EXERCISE BRIEF — If a line below contains the string "Redirect", return that line.
RECORDS TO USE below:
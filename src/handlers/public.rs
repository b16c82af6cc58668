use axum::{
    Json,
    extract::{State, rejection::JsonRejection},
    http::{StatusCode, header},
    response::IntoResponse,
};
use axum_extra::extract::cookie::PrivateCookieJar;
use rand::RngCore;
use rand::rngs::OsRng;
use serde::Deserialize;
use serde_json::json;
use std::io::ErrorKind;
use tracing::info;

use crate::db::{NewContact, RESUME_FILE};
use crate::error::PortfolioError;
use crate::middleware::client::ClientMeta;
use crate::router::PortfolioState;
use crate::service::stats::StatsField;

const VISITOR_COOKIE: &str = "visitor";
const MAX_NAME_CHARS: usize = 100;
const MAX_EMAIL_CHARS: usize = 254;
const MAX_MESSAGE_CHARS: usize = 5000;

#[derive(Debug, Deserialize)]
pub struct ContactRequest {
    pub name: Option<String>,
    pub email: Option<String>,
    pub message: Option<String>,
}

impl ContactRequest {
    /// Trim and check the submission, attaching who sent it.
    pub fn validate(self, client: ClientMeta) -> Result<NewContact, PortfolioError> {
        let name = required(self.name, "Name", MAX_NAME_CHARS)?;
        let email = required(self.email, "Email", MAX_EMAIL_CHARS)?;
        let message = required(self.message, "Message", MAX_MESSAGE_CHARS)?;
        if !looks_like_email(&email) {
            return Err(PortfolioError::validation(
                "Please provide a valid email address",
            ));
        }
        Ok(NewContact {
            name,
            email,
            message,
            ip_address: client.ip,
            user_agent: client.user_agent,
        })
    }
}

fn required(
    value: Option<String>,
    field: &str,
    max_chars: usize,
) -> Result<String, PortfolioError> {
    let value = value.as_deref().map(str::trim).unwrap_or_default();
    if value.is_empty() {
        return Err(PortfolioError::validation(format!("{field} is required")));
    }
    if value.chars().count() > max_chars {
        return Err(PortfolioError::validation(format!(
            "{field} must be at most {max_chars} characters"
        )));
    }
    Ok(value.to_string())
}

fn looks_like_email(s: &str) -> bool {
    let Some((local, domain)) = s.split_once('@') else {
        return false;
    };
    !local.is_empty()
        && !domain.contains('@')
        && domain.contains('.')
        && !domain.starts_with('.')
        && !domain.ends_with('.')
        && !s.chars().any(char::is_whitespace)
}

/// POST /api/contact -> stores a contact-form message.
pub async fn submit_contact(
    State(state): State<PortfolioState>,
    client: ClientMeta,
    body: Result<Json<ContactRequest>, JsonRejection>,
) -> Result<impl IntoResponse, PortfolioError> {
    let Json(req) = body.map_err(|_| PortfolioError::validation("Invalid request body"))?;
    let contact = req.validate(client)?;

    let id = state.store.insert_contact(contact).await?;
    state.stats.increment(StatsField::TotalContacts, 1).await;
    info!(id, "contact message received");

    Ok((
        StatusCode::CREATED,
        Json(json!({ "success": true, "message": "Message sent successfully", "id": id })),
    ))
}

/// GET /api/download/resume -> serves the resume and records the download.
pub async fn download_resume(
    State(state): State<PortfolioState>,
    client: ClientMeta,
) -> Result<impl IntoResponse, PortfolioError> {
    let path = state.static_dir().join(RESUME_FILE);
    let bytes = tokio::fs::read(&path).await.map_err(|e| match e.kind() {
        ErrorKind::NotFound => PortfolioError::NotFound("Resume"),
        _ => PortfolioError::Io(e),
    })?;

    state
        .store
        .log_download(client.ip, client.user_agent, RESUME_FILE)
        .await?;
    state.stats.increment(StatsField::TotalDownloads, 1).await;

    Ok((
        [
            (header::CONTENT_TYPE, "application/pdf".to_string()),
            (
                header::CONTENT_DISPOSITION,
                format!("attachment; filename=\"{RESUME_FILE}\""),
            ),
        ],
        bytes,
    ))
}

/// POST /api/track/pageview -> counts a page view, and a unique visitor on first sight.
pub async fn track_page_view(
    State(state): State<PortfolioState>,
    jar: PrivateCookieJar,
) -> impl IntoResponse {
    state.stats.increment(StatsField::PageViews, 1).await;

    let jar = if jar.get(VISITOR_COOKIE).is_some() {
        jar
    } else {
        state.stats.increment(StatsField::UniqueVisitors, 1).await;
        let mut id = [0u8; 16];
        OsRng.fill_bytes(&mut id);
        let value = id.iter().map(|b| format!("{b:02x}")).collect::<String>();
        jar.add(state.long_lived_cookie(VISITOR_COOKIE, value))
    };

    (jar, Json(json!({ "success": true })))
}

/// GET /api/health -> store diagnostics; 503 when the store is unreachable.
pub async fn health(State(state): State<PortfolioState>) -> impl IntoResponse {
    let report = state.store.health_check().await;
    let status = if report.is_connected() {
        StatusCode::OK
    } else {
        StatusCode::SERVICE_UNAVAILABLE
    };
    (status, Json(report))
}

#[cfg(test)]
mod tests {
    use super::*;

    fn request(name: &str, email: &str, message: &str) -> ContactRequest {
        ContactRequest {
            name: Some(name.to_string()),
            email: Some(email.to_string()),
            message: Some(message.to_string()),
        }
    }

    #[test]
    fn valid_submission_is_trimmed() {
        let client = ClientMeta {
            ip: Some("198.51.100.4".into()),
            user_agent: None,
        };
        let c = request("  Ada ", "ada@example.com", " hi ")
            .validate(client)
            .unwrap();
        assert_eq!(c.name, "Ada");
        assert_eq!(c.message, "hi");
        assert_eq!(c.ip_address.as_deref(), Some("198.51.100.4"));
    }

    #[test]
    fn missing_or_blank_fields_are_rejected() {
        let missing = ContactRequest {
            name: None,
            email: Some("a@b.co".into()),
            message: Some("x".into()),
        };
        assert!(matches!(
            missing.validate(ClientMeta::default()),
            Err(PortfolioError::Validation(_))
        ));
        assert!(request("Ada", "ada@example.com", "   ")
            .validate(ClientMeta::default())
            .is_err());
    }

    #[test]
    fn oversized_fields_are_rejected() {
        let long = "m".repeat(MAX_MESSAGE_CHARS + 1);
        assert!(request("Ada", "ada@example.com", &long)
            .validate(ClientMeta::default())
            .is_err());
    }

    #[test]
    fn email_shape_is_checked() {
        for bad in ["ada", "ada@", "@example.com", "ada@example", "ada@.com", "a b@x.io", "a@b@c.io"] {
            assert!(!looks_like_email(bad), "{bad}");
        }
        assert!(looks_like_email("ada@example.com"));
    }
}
End of RECORDS TO USE.
RECORDS TO USE below:
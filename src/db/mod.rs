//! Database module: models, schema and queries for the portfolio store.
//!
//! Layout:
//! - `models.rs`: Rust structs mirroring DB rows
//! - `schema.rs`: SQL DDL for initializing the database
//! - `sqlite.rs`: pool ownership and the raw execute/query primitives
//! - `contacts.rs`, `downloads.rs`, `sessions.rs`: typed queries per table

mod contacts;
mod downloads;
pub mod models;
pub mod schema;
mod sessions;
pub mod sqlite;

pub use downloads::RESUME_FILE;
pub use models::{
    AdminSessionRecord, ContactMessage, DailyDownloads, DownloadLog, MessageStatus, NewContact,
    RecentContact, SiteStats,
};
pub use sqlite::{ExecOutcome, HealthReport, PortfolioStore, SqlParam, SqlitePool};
End of RECORDS TO USE.
RECORDS TO USE below:
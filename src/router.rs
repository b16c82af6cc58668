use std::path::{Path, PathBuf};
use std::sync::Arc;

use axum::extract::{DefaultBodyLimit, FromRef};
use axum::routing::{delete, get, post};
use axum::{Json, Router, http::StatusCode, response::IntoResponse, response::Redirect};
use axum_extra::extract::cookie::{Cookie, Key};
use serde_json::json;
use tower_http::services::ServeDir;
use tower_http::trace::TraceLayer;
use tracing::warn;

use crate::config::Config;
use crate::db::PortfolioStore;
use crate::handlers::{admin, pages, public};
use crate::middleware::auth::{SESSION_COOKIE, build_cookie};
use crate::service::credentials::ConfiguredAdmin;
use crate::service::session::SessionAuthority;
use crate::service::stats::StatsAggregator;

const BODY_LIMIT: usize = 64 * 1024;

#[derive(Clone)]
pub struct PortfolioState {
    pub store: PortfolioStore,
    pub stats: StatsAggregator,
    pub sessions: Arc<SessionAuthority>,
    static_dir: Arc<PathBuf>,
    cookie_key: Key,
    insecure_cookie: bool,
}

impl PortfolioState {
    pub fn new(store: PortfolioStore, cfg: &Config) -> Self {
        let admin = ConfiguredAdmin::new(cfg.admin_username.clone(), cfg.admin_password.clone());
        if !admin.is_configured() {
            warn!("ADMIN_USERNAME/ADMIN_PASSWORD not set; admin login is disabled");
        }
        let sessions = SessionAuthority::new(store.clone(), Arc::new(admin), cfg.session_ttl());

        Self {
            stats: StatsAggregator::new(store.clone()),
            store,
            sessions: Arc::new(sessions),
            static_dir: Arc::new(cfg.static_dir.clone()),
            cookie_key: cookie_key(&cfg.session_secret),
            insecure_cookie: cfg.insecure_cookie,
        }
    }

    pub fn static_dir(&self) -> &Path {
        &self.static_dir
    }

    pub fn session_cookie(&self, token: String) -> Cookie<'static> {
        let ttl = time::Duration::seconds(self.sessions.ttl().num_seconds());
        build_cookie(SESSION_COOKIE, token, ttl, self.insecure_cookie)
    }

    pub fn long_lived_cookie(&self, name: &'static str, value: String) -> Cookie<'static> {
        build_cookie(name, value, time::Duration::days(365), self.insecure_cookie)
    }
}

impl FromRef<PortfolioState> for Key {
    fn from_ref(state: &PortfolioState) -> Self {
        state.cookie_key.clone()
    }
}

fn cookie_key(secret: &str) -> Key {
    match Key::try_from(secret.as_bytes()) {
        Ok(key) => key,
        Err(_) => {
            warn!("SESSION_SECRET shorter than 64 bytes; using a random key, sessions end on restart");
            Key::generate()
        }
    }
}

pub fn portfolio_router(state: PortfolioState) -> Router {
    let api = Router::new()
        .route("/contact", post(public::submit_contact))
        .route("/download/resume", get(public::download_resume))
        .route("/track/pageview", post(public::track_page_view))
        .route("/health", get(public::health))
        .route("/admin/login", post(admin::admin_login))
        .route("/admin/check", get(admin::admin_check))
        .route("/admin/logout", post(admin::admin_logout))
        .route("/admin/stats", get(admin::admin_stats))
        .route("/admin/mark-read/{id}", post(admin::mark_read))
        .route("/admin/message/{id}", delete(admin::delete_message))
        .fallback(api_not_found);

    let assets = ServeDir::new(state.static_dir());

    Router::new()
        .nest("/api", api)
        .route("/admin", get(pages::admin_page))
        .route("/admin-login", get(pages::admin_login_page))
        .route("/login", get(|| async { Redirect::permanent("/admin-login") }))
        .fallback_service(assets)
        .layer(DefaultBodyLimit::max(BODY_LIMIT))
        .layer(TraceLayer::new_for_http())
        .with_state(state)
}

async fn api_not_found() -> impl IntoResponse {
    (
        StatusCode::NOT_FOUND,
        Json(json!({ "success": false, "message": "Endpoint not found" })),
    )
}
End of RECORDS TO USE.
ANSWER FOR THE TASK —
use axum::{Json, Router, http::StatusCode, response::IntoResponse, response::Redirect};
        .route("/login", get(|| async { Redirect::permanent("/admin-login") }))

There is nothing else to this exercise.